Ask HN: A day in the life of a programmer? - shire

I want to pursue a career in Web development and eventually software development. I&#x27;ve never seen it done in real life.<p>What&#x27;s it like being a programmer day to day like the responsibilities from morning to afternoon what exactly would you do?<p>I want to know how programmers spend the entire day at the office. are there video examples of real world jobs where people code?<p>Someone tell me their day as a programmer. Thanks<p>I&#x27;m not too particular on what languages you use or frameworks but I&#x27;m getting into PHP web development if that helps.
======
patio11
Varies widely, depending on where you're working, what you're working on,
where in the development cycle you're at, what programming-related
responsibilities your job includes, what your level of seniority is, etc.

Here's a typical day at a Japanese megacorp as a Level 3 Peon ^H^H^H
Salaryman:

    
    
      8:55: Get into work, begin checking email.
      9:45: Most email to the outsourcing subsidiary is triaged.
      10:00: Planning meeting for project X
      11:30: It is over.  Begin working on bugs assigned in the tracker.  
    

(Representative example: List of students assigned to a particular class has
an off-by-one error resulting in there being one less student actually
displayed in reports than the report says it contains.)

    
    
      12:55: Three bugs done, good job.  Break for lunch.
      1:30: Back from lunch.  Planning meeting for project Y
      2:30: Meeting over.  Meet with trainee for scheduled professional development lesson.
      3:00: First uncommitted time on the day.  Begin making progress on the quarterly objective.
    

(Sample objective: ~20 new features in our proprietary framework. We have a
custom tag which we use in our Big Freaking Enterprise Java apps which lets us
turn POJO collections into tabular data, but let's have it such that users can
click on a particular row in the table and have that highlight the row,
through the magic of Prototype.) Nobody will ask me about this for another
three weeks so I have to pick the pace, being mindful to tread the line
between looking like I'm busy but not being so productive as to make more
senior engineers look bad.

    
    
      5:30 PM: Planning meeting.
      7:00 PM: Meeting over, quick break for dinner.
      7:15 PM: Eating dinner at desk.
    

I'm totally cashiered at this point but cannot socially speaking make a habit
of going home this early. Accordingly, I sit quietly at my desk and make a
show of working diligently. It is mostly for show. Everyone around me knows it
is for show, much like them checking that I am diligently working is for show.
These are _important_ shows.

    
    
      9:00 PM: Hit the first group of more senior salarymen going home.  Yay.  Almost done.
      9:30 PM: Apologize for my early departure.
    

Note that the above is _not_ crunch time in a Japanese megacorp, as you can
see by me arriving and departing on the same calendar day.
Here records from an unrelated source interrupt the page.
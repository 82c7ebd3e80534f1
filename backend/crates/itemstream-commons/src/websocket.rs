//! WebSocket message protocol
//!
//! # Client request
//! ```json
//! {
//!   "type": "SUBSCRIBE",
//!   "collection": "articles",
//!   "id": "1",
//!   "query": { "fields": ["id", "title"] },
//!   "uid": "s1"
//! }
//! ```
//!
//! # Server frames
//! ```json
//! { "type": "RESPONSE", "data": [...], "uid": "s1" }
//! { "type": "ERROR", "data": { "kind": "MissingTarget", "message": "..." }, "uid": "s1" }
//! { "type": "SUBSCRIPTION", "action": "update", "collection": "articles",
//!   "key": "1", "payload": { ... }, "uid": "s1" }
//! ```
//!
//! Parsing and serialization are pure. Query filtering happens at parse time
//! so unrecognized query fields never reach the data gateway.

use serde::{Deserialize, Serialize};
use serde_json::{Map, Value};
use thiserror::Error;

use crate::errors::{ErrorInfo, ErrorKind};
use crate::models::{MutationAction, Schema};

/// Query fields forwarded to the data gateway. Everything else is dropped.
pub const QUERY_FIELDS: [&str; 11] = [
    "fields", "sort", "filter", "limit", "offset", "page", "search", "group", "aggregate", "deep",
    "alias",
];

/// Request verb. Anything outside the standard set is kept as `Custom` so
/// extension handlers can claim it.
#[derive(Debug, Clone, PartialEq, Eq, Hash)]
pub enum MessageType {
    Get,
    Post,
    Patch,
    Delete,
    Subscribe,
    Unsubscribe,
    Custom(String),
}

impl MessageType {
    /// Case-insensitive, whitespace-trimmed parse
    pub fn parse(raw: &str) -> Self {
        let normalized = raw.trim().to_uppercase();
        match normalized.as_str() {
            "GET" => MessageType::Get,
            "POST" => MessageType::Post,
            "PATCH" => MessageType::Patch,
            "DELETE" => MessageType::Delete,
            "SUBSCRIBE" => MessageType::Subscribe,
            "UNSUBSCRIBE" => MessageType::Unsubscribe,
            _ => MessageType::Custom(normalized),
        }
    }

    pub fn as_str(&self) -> &str {
        match self {
            MessageType::Get => "GET",
            MessageType::Post => "POST",
            MessageType::Patch => "PATCH",
            MessageType::Delete => "DELETE",
            MessageType::Subscribe => "SUBSCRIBE",
            MessageType::Unsubscribe => "UNSUBSCRIBE",
            MessageType::Custom(name) => name.as_str(),
        }
    }
}

/// Restricted item query
#[derive(Debug, Clone, Default, PartialEq, Serialize, Deserialize)]
pub struct Query {
    #[serde(default, skip_serializing_if = "Option::is_none")]
    pub fields: Option<Value>,
    #[serde(default, skip_serializing_if = "Option::is_none")]
    pub sort: Option<Value>,
    #[serde(default, skip_serializing_if = "Option::is_none")]
    pub filter: Option<Value>,
    #[serde(default, skip_serializing_if = "Option::is_none")]
    pub limit: Option<Value>,
    #[serde(default, skip_serializing_if = "Option::is_none")]
    pub offset: Option<Value>,
    #[serde(default, skip_serializing_if = "Option::is_none")]
    pub page: Option<Value>,
    #[serde(default, skip_serializing_if = "Option::is_none")]
    pub search: Option<Value>,
    #[serde(default, skip_serializing_if = "Option::is_none")]
    pub group: Option<Value>,
    #[serde(default, skip_serializing_if = "Option::is_none")]
    pub aggregate: Option<Value>,
    #[serde(default, skip_serializing_if = "Option::is_none")]
    pub deep: Option<Value>,
    #[serde(default, skip_serializing_if = "Option::is_none")]
    pub alias: Option<Value>,
}

impl Query {
    /// Build a query from a client-supplied value, keeping only recognized
    /// fields with truthy values. Non-object input yields an empty query.
    pub fn from_value(value: &Value) -> Self {
        let Value::Object(map) = value else {
            return Self::default();
        };
        let mut query = Self::default();
        for name in QUERY_FIELDS {
            let Some(v) = map.get(name).filter(|v| is_truthy(v)) else {
                continue;
            };
            if let Some(slot) = query.slot_mut(name) {
                *slot = Some(v.clone());
            }
        }
        query
    }

    fn slot_mut(&mut self, name: &str) -> Option<&mut Option<Value>> {
        Some(match name {
            "fields" => &mut self.fields,
            "sort" => &mut self.sort,
            "filter" => &mut self.filter,
            "limit" => &mut self.limit,
            "offset" => &mut self.offset,
            "page" => &mut self.page,
            "search" => &mut self.search,
            "group" => &mut self.group,
            "aggregate" => &mut self.aggregate,
            "deep" => &mut self.deep,
            "alias" => &mut self.alias,
            _ => return None,
        })
    }

    /// Copy of this query capped to `limit` rows
    pub fn with_limit(&self, limit: u64) -> Self {
        Self {
            limit: Some(Value::from(limit)),
            ..self.clone()
        }
    }

    pub fn is_empty(&self) -> bool {
        *self == Self::default()
    }
}

/// JavaScript-style truthiness used for optional request fields
fn is_truthy(value: &Value) -> bool {
    match value {
        Value::Null => false,
        Value::Bool(b) => *b,
        Value::Number(n) => n.as_f64().is_some_and(|f| f != 0.0),
        Value::String(s) => !s.is_empty(),
        Value::Array(_) | Value::Object(_) => true,
    }
}

/// Target selector of a write or delete
#[derive(Debug, Clone, Copy, PartialEq)]
pub enum Target<'a> {
    One(&'a Value),
    Many(&'a [Value]),
}

/// Decoded client request
#[derive(Debug, Clone, PartialEq)]
pub struct InboundMessage {
    pub message_type: MessageType,
    pub collection: Option<String>,
    pub query: Query,
    pub data: Option<Value>,
    pub id: Option<Value>,
    pub ids: Option<Vec<Value>>,
    pub uid: Option<String>,
}

impl InboundMessage {
    #[inline]
    pub fn uid(&self) -> Option<&str> {
        self.uid.as_deref()
    }

    /// `ids` wins over `id` when both are given
    pub fn target(&self) -> Option<Target<'_>> {
        if let Some(ids) = &self.ids {
            return Some(Target::Many(ids));
        }
        self.id.as_ref().map(Target::One)
    }
}

/// Decoding failure. Carries the `uid` when it could be read from the frame.
#[derive(Debug, Clone, Error, PartialEq)]
pub enum CodecError {
    #[error("Malformed message: {reason}")]
    Malformed { reason: String, uid: Option<String> },

    #[error("Collection '{collection}' does not exist in schema")]
    UnknownCollection {
        collection: String,
        uid: Option<String>,
    },
}

impl CodecError {
    fn malformed(reason: impl Into<String>, uid: Option<String>) -> Self {
        CodecError::Malformed {
            reason: reason.into(),
            uid,
        }
    }

    pub fn kind(&self) -> ErrorKind {
        match self {
            CodecError::Malformed { .. } => ErrorKind::MalformedMessage,
            CodecError::UnknownCollection { .. } => ErrorKind::UnknownCollection,
        }
    }

    pub fn uid(&self) -> Option<&str> {
        match self {
            CodecError::Malformed { uid, .. } | CodecError::UnknownCollection { uid, .. } => {
                uid.as_deref()
            },
        }
    }

    pub fn info(&self) -> ErrorInfo {
        ErrorInfo::new(self.kind(), self.to_string())
    }
}

/// Parse a raw text frame against the current schema
pub fn parse_inbound(raw: &str, schema: &Schema) -> Result<InboundMessage, CodecError> {
    let value: Value = serde_json::from_str(raw)
        .map_err(|e| CodecError::malformed(format!("invalid JSON: {}", e), None))?;
    let Value::Object(mut frame) = value else {
        return Err(CodecError::malformed("frame must be a JSON object", None));
    };

    let uid = take_uid(&mut frame)?;

    let message_type = match frame.remove("type") {
        Some(Value::String(s)) if !s.trim().is_empty() => MessageType::parse(&s),
        Some(Value::String(_)) | None | Some(Value::Null) => {
            return Err(CodecError::malformed("'type' is required", uid));
        },
        Some(_) => return Err(CodecError::malformed("'type' must be a string", uid)),
    };

    let collection = match frame.remove("collection") {
        None | Some(Value::Null) => None,
        Some(Value::String(s)) => {
            let name = s.trim().to_lowercase();
            if name.is_empty() {
                None
            } else if !schema.has_collection(&name) {
                return Err(CodecError::UnknownCollection {
                    collection: name,
                    uid,
                });
            } else {
                Some(name)
            }
        },
        Some(_) => return Err(CodecError::malformed("'collection' must be a string", uid)),
    };

    let query = frame.get("query").map(Query::from_value).unwrap_or_default();

    let data = frame.remove("data").filter(|v| !v.is_null());

    let id = frame.remove("id").filter(is_truthy);

    let ids = match frame.remove("ids") {
        Some(Value::Array(items)) if !items.is_empty() => Some(items),
        Some(v) if is_truthy(&v) && !v.is_array() => {
            return Err(CodecError::malformed("'ids' must be an array", uid));
        },
        _ => None,
    };

    Ok(InboundMessage {
        message_type,
        collection,
        query,
        data,
        id,
        ids,
        uid,
    })
}

fn take_uid(frame: &mut Map<String, Value>) -> Result<Option<String>, CodecError> {
    match frame.remove("uid") {
        None | Some(Value::Null) => Ok(None),
        Some(Value::String(s)) if s.is_empty() => Ok(None),
        Some(Value::String(s)) => Ok(Some(s)),
        Some(_) => Err(CodecError::malformed("'uid' must be a string", None)),
    }
}

/// Push frame sent to a subscriber when a watched record changes
#[derive(Debug, Clone, PartialEq, Serialize, Deserialize)]
pub struct SubscriptionFrame {
    pub action: MutationAction,
    pub collection: String,
    #[serde(default, skip_serializing_if = "Option::is_none")]
    pub key: Option<Value>,
    #[serde(default, skip_serializing_if = "Option::is_none")]
    pub keys: Option<Vec<Value>>,
    pub payload: Value,
    #[serde(default, skip_serializing_if = "Option::is_none")]
    pub uid: Option<String>,
}

/// Frames sent from server to client
#[derive(Debug, Clone, PartialEq, Serialize, Deserialize)]
#[serde(tag = "type", rename_all = "SCREAMING_SNAKE_CASE")]
pub enum ServerMessage {
    Response {
        data: Value,
        #[serde(default, skip_serializing_if = "Option::is_none")]
        uid: Option<String>,
    },
    Error {
        data: ErrorInfo,
        #[serde(default, skip_serializing_if = "Option::is_none")]
        uid: Option<String>,
    },
    Subscription(SubscriptionFrame),
}

impl ServerMessage {
    pub fn response(data: Value, uid: Option<&str>) -> Self {
        ServerMessage::Response {
            data,
            uid: uid.map(str::to_string),
        }
    }

    pub fn error(info: ErrorInfo, uid: Option<&str>) -> Self {
        ServerMessage::Error {
            data: info,
            uid: uid.map(str::to_string),
        }
    }

    pub fn subscription(frame: SubscriptionFrame) -> Self {
        ServerMessage::Subscription(frame)
    }

    pub fn uid(&self) -> Option<&str> {
        match self {
            ServerMessage::Response { uid, .. } | ServerMessage::Error { uid, .. } => {
                uid.as_deref()
            },
            ServerMessage::Subscription(frame) => frame.uid.as_deref(),
        }
    }

    /// Serialize to a text frame
    pub fn encode(&self) -> Result<String, serde_json::Error> {
        serde_json::to_string(self)
    }

    /// Parse a text frame produced by [`ServerMessage::encode`]
    pub fn decode(raw: &str) -> Result<Self, serde_json::Error> {
        serde_json::from_str(raw)
    }
}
Here's a day in the life of my consulting career:

    
    
      8:00 AM: Inbox triage for my own businesses.
      8:30 AM: Leave hotel.
      9:00 AM: Arrive at office.  Get coffee/cereal.  Consume them while reading client-related email.
      9:30 AM: Enough email for the moment.  Start working on Project Deliverable A.
    

Representative example: complete redesign of the front page (low-fidelity
mockup) plus 2,000 words of copy plus 10 suggestions for the H1. These will be
A/B tested against the existing front page.

    
    
      10:00 AM: Meeting with stakeholders for Deliverable C.  Representative example: email content for a free one-month mini course which they'll use to get more leads for the software.
      11:00 AM: Back to working on A.
      12:30 PM: Lunch, downstairs with team.
      1:00 PM: Meeting with stakeholders for Deliverable B.  
    

Representative example: Implement a first-run experience of the software to
handhold users through getting their account set up and running.

    
    
      2:00 PM: Tired of working on A. Investigate JS frameworks for B.
      4:00 PM: JS framework chosen.  Write down in notes.  OK, back to A.
      5:30 PM: Prep for tomorrow's meetings, check email.
      6:00 PM: Apologize for ducking out early. 
    

There are still client team members working (and there will be until 7 PM or
so in the evening, at least). I have, however, to go to a dinner that I had
scheduled for 6:30 PM. (I _generally_ work such hours as are standard and
customary for clients. At some clients this means I'm out of the office at 5
PM on the dot, at others it means a bit later. If "standard and customary"
means "salaryman hours" at your office then at around 6:30 or so I just leave
quietly.)

And what do things look like when I'm working on my own business (where, n.b.,
all of the products involve substantial amounts of code that I wrote)?

    
    
      7:00 AM: Wake up early for meeting.  It was canceled.
      9:00 AM: Breakfast with wife.
      9:30 AM: Catnap due to only having 6 hours of sleep.
      12:00 PM: Up again.  Business administration (moving money).
      2:00 PM: I should really be getting lunch now, but I'm on HN instead.
      3:30 PM: Will probably be done with lunch.  Start working on essay.
      6:00 PM: Probably done with essay, if the mood is right.
    

If not, I'd have task-switched to one of the other todos on my list. Of the
top ten exactly one involves programming and that is under 100 lines of code.

    
    
      6:30 PM: Come home, play League of Legends a bit.
      8:00 PM: Dinner with wife.
      9:00 PM: Quick sweep of inbox for 20 minutes or so.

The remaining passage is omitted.